Extracted records:
__________

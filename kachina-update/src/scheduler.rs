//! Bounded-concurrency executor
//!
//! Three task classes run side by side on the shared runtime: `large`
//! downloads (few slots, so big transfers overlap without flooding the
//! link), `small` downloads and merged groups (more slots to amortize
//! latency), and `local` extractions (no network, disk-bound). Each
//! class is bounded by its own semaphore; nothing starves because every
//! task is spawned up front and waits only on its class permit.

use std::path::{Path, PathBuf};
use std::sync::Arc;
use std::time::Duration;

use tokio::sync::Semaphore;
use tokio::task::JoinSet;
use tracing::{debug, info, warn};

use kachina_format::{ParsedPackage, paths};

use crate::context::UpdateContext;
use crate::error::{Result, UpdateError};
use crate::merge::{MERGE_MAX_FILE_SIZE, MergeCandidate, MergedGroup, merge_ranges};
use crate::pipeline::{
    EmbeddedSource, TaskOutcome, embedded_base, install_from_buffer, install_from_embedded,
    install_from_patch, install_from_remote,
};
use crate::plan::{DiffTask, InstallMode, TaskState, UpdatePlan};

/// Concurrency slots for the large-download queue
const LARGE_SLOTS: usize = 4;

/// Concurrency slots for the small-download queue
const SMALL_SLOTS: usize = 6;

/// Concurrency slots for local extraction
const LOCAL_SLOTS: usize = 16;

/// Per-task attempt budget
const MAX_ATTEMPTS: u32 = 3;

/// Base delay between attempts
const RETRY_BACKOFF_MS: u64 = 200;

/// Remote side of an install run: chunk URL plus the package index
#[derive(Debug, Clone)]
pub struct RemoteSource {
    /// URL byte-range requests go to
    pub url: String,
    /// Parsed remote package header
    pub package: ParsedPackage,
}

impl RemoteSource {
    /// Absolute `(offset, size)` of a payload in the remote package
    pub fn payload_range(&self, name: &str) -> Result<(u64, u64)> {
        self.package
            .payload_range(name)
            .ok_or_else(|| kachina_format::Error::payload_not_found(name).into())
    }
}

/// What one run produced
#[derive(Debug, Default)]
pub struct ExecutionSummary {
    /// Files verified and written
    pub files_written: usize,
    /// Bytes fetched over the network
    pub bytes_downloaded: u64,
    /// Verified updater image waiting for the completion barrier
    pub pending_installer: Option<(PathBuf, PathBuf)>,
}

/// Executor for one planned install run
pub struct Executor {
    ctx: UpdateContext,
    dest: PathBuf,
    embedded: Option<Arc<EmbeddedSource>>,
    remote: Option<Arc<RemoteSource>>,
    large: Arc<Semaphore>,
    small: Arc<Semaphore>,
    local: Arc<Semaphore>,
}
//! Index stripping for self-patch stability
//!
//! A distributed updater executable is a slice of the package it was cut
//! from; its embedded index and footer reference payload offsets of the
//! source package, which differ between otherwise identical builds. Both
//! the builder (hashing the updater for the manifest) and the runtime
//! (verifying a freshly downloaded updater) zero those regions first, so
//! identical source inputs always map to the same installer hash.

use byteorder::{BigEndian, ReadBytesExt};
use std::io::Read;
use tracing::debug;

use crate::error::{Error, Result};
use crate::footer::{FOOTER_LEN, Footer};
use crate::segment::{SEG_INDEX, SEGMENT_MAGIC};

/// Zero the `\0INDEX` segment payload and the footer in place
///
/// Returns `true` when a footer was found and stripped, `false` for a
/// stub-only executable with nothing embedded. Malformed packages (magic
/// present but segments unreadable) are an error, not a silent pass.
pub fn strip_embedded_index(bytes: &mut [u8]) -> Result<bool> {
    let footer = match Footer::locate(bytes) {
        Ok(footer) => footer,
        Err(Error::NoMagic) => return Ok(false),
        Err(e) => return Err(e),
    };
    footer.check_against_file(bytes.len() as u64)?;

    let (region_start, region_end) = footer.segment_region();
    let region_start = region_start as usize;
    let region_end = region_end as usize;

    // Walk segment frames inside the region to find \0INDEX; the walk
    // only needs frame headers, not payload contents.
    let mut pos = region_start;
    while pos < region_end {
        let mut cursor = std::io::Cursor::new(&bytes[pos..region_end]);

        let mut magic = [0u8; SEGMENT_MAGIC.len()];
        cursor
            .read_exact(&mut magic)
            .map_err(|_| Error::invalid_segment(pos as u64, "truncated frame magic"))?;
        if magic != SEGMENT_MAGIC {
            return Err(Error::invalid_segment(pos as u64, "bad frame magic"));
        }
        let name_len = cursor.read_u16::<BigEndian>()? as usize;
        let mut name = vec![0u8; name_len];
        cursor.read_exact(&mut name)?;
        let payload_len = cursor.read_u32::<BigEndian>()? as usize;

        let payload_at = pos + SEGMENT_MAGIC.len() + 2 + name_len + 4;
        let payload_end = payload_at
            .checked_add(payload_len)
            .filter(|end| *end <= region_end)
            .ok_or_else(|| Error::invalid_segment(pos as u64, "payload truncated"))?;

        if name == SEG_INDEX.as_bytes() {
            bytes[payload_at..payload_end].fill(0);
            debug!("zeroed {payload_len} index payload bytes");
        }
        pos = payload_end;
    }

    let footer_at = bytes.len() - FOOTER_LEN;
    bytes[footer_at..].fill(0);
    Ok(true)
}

__________

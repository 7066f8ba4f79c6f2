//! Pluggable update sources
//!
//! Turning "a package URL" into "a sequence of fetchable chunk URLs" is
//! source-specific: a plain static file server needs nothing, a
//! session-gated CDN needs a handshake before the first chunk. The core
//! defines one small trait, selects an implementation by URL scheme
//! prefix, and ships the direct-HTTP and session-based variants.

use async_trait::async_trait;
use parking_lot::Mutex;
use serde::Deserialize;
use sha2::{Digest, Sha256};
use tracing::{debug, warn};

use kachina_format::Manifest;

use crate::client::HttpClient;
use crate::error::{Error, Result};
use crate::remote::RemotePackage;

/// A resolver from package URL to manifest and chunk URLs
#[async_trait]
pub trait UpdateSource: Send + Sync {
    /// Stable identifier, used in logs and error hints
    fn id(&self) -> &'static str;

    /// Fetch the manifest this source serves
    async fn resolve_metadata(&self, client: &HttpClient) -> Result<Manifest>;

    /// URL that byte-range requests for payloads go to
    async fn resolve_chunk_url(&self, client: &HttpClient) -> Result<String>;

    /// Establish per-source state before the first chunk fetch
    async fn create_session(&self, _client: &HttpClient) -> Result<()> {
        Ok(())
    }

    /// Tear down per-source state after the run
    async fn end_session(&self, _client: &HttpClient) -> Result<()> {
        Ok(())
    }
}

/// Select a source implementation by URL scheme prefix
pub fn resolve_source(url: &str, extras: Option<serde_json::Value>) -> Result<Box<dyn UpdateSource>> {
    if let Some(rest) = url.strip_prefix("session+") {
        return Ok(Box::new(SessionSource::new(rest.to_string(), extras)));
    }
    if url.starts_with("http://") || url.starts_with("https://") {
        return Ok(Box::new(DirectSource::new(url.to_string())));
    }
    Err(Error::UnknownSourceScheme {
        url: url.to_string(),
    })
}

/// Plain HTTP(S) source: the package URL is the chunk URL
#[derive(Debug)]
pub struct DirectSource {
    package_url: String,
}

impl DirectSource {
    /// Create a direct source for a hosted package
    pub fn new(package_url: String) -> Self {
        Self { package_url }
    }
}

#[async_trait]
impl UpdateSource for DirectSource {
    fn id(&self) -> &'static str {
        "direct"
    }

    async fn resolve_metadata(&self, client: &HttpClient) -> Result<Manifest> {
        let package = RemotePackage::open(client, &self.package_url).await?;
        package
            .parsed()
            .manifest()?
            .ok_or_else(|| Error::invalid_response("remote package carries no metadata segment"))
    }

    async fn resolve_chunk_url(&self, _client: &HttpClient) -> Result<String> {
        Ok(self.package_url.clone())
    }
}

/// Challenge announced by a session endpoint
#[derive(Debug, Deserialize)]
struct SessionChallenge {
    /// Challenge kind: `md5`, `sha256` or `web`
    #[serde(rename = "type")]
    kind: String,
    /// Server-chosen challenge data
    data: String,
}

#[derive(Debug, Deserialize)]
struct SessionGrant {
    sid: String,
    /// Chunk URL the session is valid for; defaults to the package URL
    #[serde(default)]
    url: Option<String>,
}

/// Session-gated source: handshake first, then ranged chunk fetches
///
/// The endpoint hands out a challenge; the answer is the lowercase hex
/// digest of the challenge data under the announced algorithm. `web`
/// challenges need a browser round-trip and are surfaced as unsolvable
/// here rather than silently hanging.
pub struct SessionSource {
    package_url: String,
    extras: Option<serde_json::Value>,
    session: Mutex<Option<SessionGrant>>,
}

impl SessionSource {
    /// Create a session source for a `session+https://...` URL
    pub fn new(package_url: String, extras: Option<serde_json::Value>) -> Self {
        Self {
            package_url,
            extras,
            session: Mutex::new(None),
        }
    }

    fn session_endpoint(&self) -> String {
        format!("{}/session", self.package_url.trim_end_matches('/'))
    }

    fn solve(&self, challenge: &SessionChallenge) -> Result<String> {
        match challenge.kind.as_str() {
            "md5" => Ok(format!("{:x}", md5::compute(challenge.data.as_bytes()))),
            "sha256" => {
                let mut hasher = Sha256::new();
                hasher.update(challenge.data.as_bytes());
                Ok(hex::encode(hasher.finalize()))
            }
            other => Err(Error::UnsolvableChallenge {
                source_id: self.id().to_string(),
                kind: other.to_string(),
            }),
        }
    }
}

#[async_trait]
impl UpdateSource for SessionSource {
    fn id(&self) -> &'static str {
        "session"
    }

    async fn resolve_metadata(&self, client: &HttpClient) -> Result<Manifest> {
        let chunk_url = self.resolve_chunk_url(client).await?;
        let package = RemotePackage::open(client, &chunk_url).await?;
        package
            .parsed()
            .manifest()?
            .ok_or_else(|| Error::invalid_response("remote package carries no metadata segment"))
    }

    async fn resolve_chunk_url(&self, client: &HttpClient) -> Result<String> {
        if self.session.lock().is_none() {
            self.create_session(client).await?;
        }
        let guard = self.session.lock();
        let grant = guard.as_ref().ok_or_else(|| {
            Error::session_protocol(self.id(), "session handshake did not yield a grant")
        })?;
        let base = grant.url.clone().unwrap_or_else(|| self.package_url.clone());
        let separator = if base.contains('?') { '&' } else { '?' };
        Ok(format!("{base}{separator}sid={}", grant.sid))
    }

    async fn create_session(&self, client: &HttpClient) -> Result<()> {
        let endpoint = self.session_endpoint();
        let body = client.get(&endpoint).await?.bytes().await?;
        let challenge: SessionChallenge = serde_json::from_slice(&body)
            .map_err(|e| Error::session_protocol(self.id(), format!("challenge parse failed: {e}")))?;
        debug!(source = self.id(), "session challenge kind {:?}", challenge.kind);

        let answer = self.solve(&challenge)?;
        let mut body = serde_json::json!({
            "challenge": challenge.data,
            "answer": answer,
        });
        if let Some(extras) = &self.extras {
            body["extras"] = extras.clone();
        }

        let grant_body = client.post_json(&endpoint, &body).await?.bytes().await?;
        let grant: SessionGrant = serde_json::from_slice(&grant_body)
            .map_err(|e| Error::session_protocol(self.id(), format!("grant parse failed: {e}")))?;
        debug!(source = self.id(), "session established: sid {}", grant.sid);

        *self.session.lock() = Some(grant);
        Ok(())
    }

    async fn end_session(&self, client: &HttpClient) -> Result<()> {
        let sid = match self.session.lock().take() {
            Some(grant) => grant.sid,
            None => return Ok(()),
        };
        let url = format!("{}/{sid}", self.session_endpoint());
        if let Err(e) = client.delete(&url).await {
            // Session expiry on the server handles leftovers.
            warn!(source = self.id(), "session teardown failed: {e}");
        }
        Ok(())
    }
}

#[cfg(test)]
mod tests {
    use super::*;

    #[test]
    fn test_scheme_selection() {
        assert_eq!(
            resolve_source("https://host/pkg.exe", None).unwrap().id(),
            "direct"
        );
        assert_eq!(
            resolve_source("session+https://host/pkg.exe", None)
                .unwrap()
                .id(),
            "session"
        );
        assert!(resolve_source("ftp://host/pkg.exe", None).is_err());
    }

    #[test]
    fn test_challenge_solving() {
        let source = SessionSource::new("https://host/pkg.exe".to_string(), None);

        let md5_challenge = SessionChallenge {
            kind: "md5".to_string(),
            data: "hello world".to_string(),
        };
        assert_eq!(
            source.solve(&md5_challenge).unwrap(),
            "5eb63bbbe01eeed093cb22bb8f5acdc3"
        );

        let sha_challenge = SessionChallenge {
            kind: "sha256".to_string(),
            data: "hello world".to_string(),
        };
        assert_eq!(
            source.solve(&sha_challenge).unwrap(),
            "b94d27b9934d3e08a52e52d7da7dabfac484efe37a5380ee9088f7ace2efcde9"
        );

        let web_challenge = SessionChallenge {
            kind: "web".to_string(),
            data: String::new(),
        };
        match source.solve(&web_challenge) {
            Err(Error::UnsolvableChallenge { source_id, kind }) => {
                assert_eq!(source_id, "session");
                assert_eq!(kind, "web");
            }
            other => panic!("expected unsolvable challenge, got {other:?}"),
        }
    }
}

__________

Retype only the stretch of lines above starting at the one with "slots to amortize" and stopping at the one with "const LOCAL_SLOTS: usize = 16;", exactly as written, with both kept.

//! link), `small` downloads and merged groups (more slots to amortize
//! latency), and `local` extractions (no network, disk-bound). Each
//! class is bounded by its own semaphore; nothing starves because every
//! task is spawned up front and waits only on its class permit.

use std::path::{Path, PathBuf};
use std::sync::Arc;
use std::time::Duration;

use tokio::sync::Semaphore;
use tokio::task::JoinSet;
use tracing::{debug, info, warn};

use kachina_format::{ParsedPackage, paths};

use crate::context::UpdateContext;
use crate::error::{Result, UpdateError};
use crate::merge::{MERGE_MAX_FILE_SIZE, MergeCandidate, MergedGroup, merge_ranges};
use crate::pipeline::{
    EmbeddedSource, TaskOutcome, embedded_base, install_from_buffer, install_from_embedded,
    install_from_patch, install_from_remote,
};
use crate::plan::{DiffTask, InstallMode, TaskState, UpdatePlan};

/// Concurrency slots for the large-download queue
const LARGE_SLOTS: usize = 4;

/// Concurrency slots for the small-download queue
const SMALL_SLOTS: usize = 6;

/// Concurrency slots for local extraction
const LOCAL_SLOTS: usize = 16;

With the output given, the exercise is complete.